The term "causewayed enclosure" is now preferred to the older term, causewayed camp, as it has been demonstrated that the sites did not necessarily serve as occupation sites.

Construction
Causewayed enclosures are often located on hilltop sites, encircled by one to four concentric ditches with an internal bank.  Enclosures located in lowland areas are generally larger than hilltop ones.  Crossing the ditches at intervals are causeways which give the monuments their names.  It appears that the ditches were excavated in sections, leaving the wide causeways intact in between.  They should not be confused with segmented, or causewayed ring ditches, which are smaller and are thought to relate only to funerary activity, or with hillforts, which appeared later and had a definite defensive function. With regard to defensive functionality, however, evidence of timber palisades has been found at some sites such as Hambledon Hill.

Function
Archaeological evidence implies that the enclosures were 
visited occasionally by Neolithic groups rather than being permanently occupied. The presence of human remains in the banks and ditches of the enclosures has been seen as an attempt by the builders to connect their ancestors with the land and thus begin to anchor themselves to specific areas. Longitudinal sections excavated along the ditches by archaeologists suggest that the builders repeatedly redug the ditches and each time deliberately deposited pottery and human and animal bones, apparently as a regular ritual. Environmental archaeology suggests that the European landscape was heavily forested when the enclosures were built; they were rare clearings in the woodland that were used for various social and economic activities.

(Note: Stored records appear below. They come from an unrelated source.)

// SPDX-License-Identifier: MIT

//! `spindle`: the CLI client. Connects to `spindled` over its Unix
//! socket and issues one request per invocation, the way the teacher's
//! `oj` binary drives `ojd`.

#![cfg_attr(test, allow(clippy::panic))]
#![cfg_attr(test, allow(clippy::unwrap_used))]
#![cfg_attr(test, allow(clippy::expect_used))]

mod client;
mod output;

use anyhow::{anyhow, Result};
use clap::{Parser, Subcommand};
use spindle_core::ItemId;
use spindle_wire::Response;

use client::DaemonClient;
use output::{format_or_json, OutputFormat, Table};

#[derive(Parser)]
#[command(name = "spindle", version, about = "Optical disc ripping and encoding daemon control")]
struct Cli {
    /// Output machine-readable JSON instead of formatted text
    #[arg(long, global = true)]
    json: bool,

    #[command(subcommand)]
    command: Command,
}

#[derive(Subcommand)]
enum Command {
    /// Start the daemon in the background
    Start,
    /// Stop the daemon
    Stop,
    /// Show daemon status and queue stats
    Status,
    /// Queue inspection and maintenance
    #[command(subcommand)]
    Queue(QueueCommand),
    /// Tail the daemon's log file
    Logs {
        /// Number of recent lines to show
        #[arg(short = 'n', long, default_value_t = 200)]
        limit: usize,
        /// Follow log output as it's written
        #[arg(short, long)]
        follow: bool,
    },
    /// Insert a newly detected disc into the queue
    Insert {
        title: String,
        #[arg(long)]
        source_path: Option<String>,
        fingerprint: String,
        #[arg(long)]
        allow_duplicate: bool,
        #[arg(long, default_value_t = 0)]
        priority: i32,
    },
    /// Pause processing new discs
    Pause,
    /// Resume processing new discs
    Resume,
    /// Check queue database integrity
    DbHealth,
    /// Send a test desktop notification through the daemon
    TestNotification,
}

#[derive(Subcommand)]
enum QueueCommand {
    /// List queue items, optionally filtered by status
    List {
        #[arg(long = "status")]
        statuses: Vec<String>,
    },
    /// Show full detail for one queue item
    Describe { id: u64 },
    /// Remove every item from the queue
    Clear,
    /// Remove completed items from the queue
    ClearCompleted,
    /// Remove failed items from the queue
    ClearFailed,
    /// Remove specific items by id
    Remove { ids: Vec<u64> },
    /// Reset items stuck mid-processing back to pending
    Reset,
    /// Retry failed items (all, if no ids given)
    Retry { ids: Vec<u64> },
    /// Retry one failed episode within a multi-episode item
    RetryEpisode { id: u64, episode_key: String },
    /// Stop specific in-progress items
    Stop { ids: Vec<u64> },
}

fn format_to_output(json: bool) -> OutputFormat {
    if json {
        OutputFormat::Json
    } else {
        OutputFormat::Text
    }
}

#[tokio::main]
async fn main() -> Result<()> {
    let cli = Cli::parse();
    let format = format_to_output(cli.json);

    match cli.command {
        Command::Start => start().await,
        Command::Stop => stop(format).await,
        Command::Status => status(format).await,
        Command::Queue(cmd) => queue(cmd, format).await,
        Command::Insert { title, source_path, fingerprint, allow_duplicate, priority } => {
            insert(title, source_path, fingerprint, allow_duplicate, priority, format).await
        }
        Command::Logs { limit, follow } => logs(limit, follow, format).await,
        Command::Pause => {
            let client = connect().await?;
            match client.disc_pause().await? {
                Response::Paused { message } => println!("{}", message),
                other => return Err(unexpected(other)),
            }
            Ok(())
        }
        Command::Resume => {
            let client = connect().await?;
            match client.disc_resume().await? {
                Response::Resumed { message } => println!("{}", message),
                other => return Err(unexpected(other)),
            }
            Ok(())
        }
        Command::DbHealth => db_health(format).await,
        Command::TestNotification => {
            let client = connect().await?;
            match client.test_notification().await? {
                Response::TestNotificationSent { message, .. } => println!("{}", message),
                other => return Err(unexpected(other)),
            }
            Ok(())
        }
    }
}

async fn connect() -> Result<DaemonClient> {
    DaemonClient::connect().await.map_err(|e| anyhow!("{}", e))
}

async fn start() -> Result<()> {
    let client = DaemonClient::connect_or_start().await.map_err(|e| anyhow!("{}", e))?;
    let version = client.hello().await.unwrap_or_else(|_| "unknown".to_string());
    println!("Daemon running (version {})", version);
    Ok(())
}

async fn stop(format: OutputFormat) -> Result<()> {
    let client = match DaemonClient::connect().await {
        Ok(c) => c,
        Err(e) if e.is_not_running() => {
            return format_or_json(format, &serde_json::json!({"status": "not_running"}), || {
                println!("Daemon not running")
            });
        }
        Err(e) => return Err(anyhow!("{}", e)),
    };
    let message = client.stop().await.map_err(|e| anyhow!("{}", e))?;
    format_or_json(format, &serde_json::json!({"status": "stopped", "message": message}), || println!("{}", message))
}

async fn status(format: OutputFormat) -> Result<()> {
    let client = match DaemonClient::connect().await {
        Ok(c) => c,
        Err(e) if e.is_not_running() => {
            return format_or_json(format, &serde_json::json!({"status": "not_running"}), || {
                println!("Daemon not running")
            });
        }
        Err(e) => return Err(anyhow!("{}", e)),
    };

    match client.status().await.map_err(|e| anyhow!("{}", e))? {
        Response::Status { running, disc_paused, queue_stats, last_error, last_item, pid, stage_health, dependencies, .. } => {
            format_or_json(
                format,
                &serde_json::json!({
                    "running": running,
                    "disc_paused": disc_paused,
                    "queue_stats": queue_stats,
                    "last_error": last_error,
                    "last_item": last_item,
                    "pid": pid,
                    "stage_health": stage_health,
                    "dependencies": dependencies,
                }),
                || {
                    println!("Status: {}", if running { "running" } else { "stopped" });
                    println!("PID: {}", pid);
                    println!("Disc processing: {}", if disc_paused { "paused" } else { "active" });
                    println!(
                        "Queue: {} total, {} pending, {} processing, {} needs_review, {} completed, {} failed",
                        queue_stats.get("total").unwrap_or(&0),
                        queue_stats.get("pending").unwrap_or(&0),
                        queue_stats.get("processing").unwrap_or(&0),
                        queue_stats.get("needs_review").unwrap_or(&0),
                        queue_stats.get("completed").unwrap_or(&0),
                        queue_stats.get("failed").unwrap_or(&0),
                    );
                    if let Some(err) = &last_error {
                        println!("Last error: {}", err);
                    }
                    if let Some(item) = last_item {
                        println!("Last item: {}", item);
                    }
                    println!("Known dependencies: {}", dependencies.join(", "));
                    for entry in &stage_health {
                        let detail = entry.detail.as_deref().unwrap_or("-");
                        println!("  {:<12} {}  {}", entry.stage, if entry.healthy { "ok" } else { "degraded" }, detail);
                    }
                },
            )
        }
        other => Err(unexpected(other)),
    }
}

async fn queue(cmd: QueueCommand, format: OutputFormat) -> Result<()> {
    let client = connect().await?;
    match cmd {
        QueueCommand::List { statuses } => {
            let statuses = if statuses.is_empty() { None } else { Some(statuses) };
            match client.queue_list(statuses).await.map_err(|e| anyhow!("{}", e))? {
                Response::QueueItems { items } => format_or_json(format, &items, || {
                    if items.is_empty() {
                        println!("No items in queue");
                        return;
                    }
                    let mut table = Table::new(vec!["ID", "TITLE", "STATUS", "PROGRESS", "UPDATED"]);
                    for item in &items {
                        table.row(vec![
                            item.id.get().to_string(),
                            item.disc_title.clone(),
                            item.status.to_string(),
                            format!("{} {:.0}%", item.progress.stage_label, item.progress.percent),
                            item.updated_at.clone(),
                        ]);
                    }
                    table.render();
                }),
                other => Err(unexpected(other)),
            }
        }
        QueueCommand::Describe { id } => {
            match client.queue_describe(ItemId::new(id)).await.map_err(|e| anyhow!("{}", e))? {
                Response::QueueItem { found, item } => {
                    if !found {
                        println!("No item with id {}", id);
                        return Ok(());
                    }
                    format_or_json(format, &item, || println!("{:#?}", item))
                }
                other => Err(unexpected(other)),
            }
        }
        QueueCommand::Clear => report_removed(client.queue_clear().await, format).await,
        QueueCommand::ClearCompleted => report_removed(client.queue_clear_completed().await, format).await,
        QueueCommand::ClearFailed => report_removed(client.queue_clear_failed().await, format).await,
        QueueCommand::Remove { ids } => {
            let ids = ids.into_iter().map(ItemId::new).collect();
            report_removed(client.queue_remove(ids).await, format).await
        }
        QueueCommand::Reset => report_updated(client.queue_reset().await, format).await,
        QueueCommand::Retry { ids } => {
            let ids = if ids.is_empty() { None } else { Some(ids.into_iter().map(ItemId::new).collect()) };
            report_updated(client.queue_retry(ids).await, format).await
        }
        QueueCommand::RetryEpisode { id, episode_key } => {
            match client.queue_retry_episode(ItemId::new(id), episode_key).await.map_err(|e| anyhow!("{}", e))? {
                Response::RetryEpisodeResult { outcome, new_status } => format_or_json(
                    format,
                    &serde_json::json!({"outcome": outcome, "new_status": new_status}),
                    || println!("{} (new status: {})", outcome, new_status.as_deref().unwrap_or("-")),
                ),
                other => Err(unexpected(other)),
            }
        }
        QueueCommand::Stop { ids } => {
            let ids = ids.into_iter().map(ItemId::new).collect();
            report_updated(client.queue_stop(ids).await, format).await
        }
    }
}

async fn report_removed(result: Result<Response, client::ClientError>, format: OutputFormat) -> Result<()> {
    match result.map_err(|e| anyhow!("{}", e))? {
        Response::Removed { removed } => {
            format_or_json(format, &serde_json::json!({"removed": removed}), || println!("Removed {} item(s)", removed))
        }
        other => Err(unexpected(other)),
    }
}

async fn report_updated(result: Result<Response, client::ClientError>, format: OutputFormat) -> Result<()> {
    match result.map_err(|e| anyhow!("{}", e))? {
        Response::Updated { updated } => {
            format_or_json(format, &serde_json::json!({"updated": updated}), || println!("Updated {} item(s)", updated))
        }
        other => Err(unexpected(other)),
    }
}

async fn logs(limit: usize, follow: bool, format: OutputFormat) -> Result<()> {
    let client = connect().await?;
    let mut offset: i64 = -1;
    loop {
        match client.log_tail(offset, limit, follow, 5_000).await.map_err(|e| anyhow!("{}", e))? {
            Response::LogLines { lines, offset: next } => {
                if lines.is_empty() && !follow {
                    format_or_json(format, &Vec::<String>::new(), || println!("(no log lines)"))?;
                    return Ok(());
                }
                for line in &lines {
                    println!("{}", line);
                }
                offset = next;
                if !follow {
                    return Ok(());
                }
            }
            other => return Err(unexpected(other)),
        }
    }
}

async fn insert(
    title: String,
    source_path: Option<String>,
    fingerprint: String,
    allow_duplicate: bool,
    priority: i32,
    format: OutputFormat,
) -> Result<()> {
    let client = connect().await?;
    match client.disc_insert(title, source_path, fingerprint, allow_duplicate, priority).await.map_err(|e| anyhow!("{}", e))? {
        Response::QueueItem { found: true, item: Some(item) } => format_or_json(format, &item, || {
            println!("Inserted item {} ({}) -> {}", item.id.get(), item.disc_title, item.status);
        }),
        Response::Error { message } => Err(anyhow!("{}", message)),
        other => Err(unexpected(other)),
    }
}

async fn db_health(format: OutputFormat) -> Result<()> {
    let client = connect().await?;
    match client.database_health().await.map_err(|e| anyhow!("{}", e))? {
        Response::DatabaseHealth {
            db_path,
            exists,
            readable,
            schema_version,
            columns_present,
            missing_columns,
            total_items,
            integrity_check,
            error,
        } => format_or_json(
            format,
            &serde_json::json!({
                "db_path": db_path,
                "exists": exists,
                "readable": readable,
                "schema_version": schema_version,
                "columns_present": columns_present,
                "missing_columns": missing_columns,
                "total_items": total_items,
                "integrity_check": integrity_check,
                "error": error,
            }),
            || {
                println!("Database: {}", db_path);
                println!("Exists: {}  Readable: {}  Schema: v{}", exists, readable, schema_version);
                println!("Items: {}  Integrity ok: {}", total_items, integrity_check);
                if !missing_columns.is_empty() {
                    println!("Missing columns: {}", missing_columns.join(", "));
                }
                if let Some(err) = &error {
                    println!("Error: {}", err);
                }
            },
        ),
        other => Err(unexpected(other)),
    }
}

fn unexpected(response: Response) -> anyhow::Error {
    anyhow!("unexpected response: {:?}", response)
}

In the 1970s the archaeologist Peter Drewett suggested seven possible functions for the sites:

 Settlement
 Defence
 Cattle compounds or kraals
 Trade centres
 Communal meeting places for feasting and other social activities
 Cult/ritual centres
 Burial sites

Other interpretations have seen the causeways as symbolic of multi-directional access to the site by scattered communities, the enclosures as funerary centres for excarnation or the construction of the site being a communal act of creation by a fragmented society.

Animal remains (especially cattle bone), domestic waste and pottery have been found at the sites, however there has been limited evidence of any structures.  In some locations, such as Windmill Hill, Avebury, evidence of human occupation predates the enclosure.  Generally, it appears that the ditches were permitted to silt up, even while the camps were in use, and then re-excavated episodically. It is unlikely that they had a strong defensive purpose. The earthworks may have been designed to keep out wild animals rather than people. The sequential addition of second, third and fourth circuits of banks and ditches may have come about through growing populations adding to the significance of their peoples' monument over time. In some cases, they appear to have evolved into more permanent settlements.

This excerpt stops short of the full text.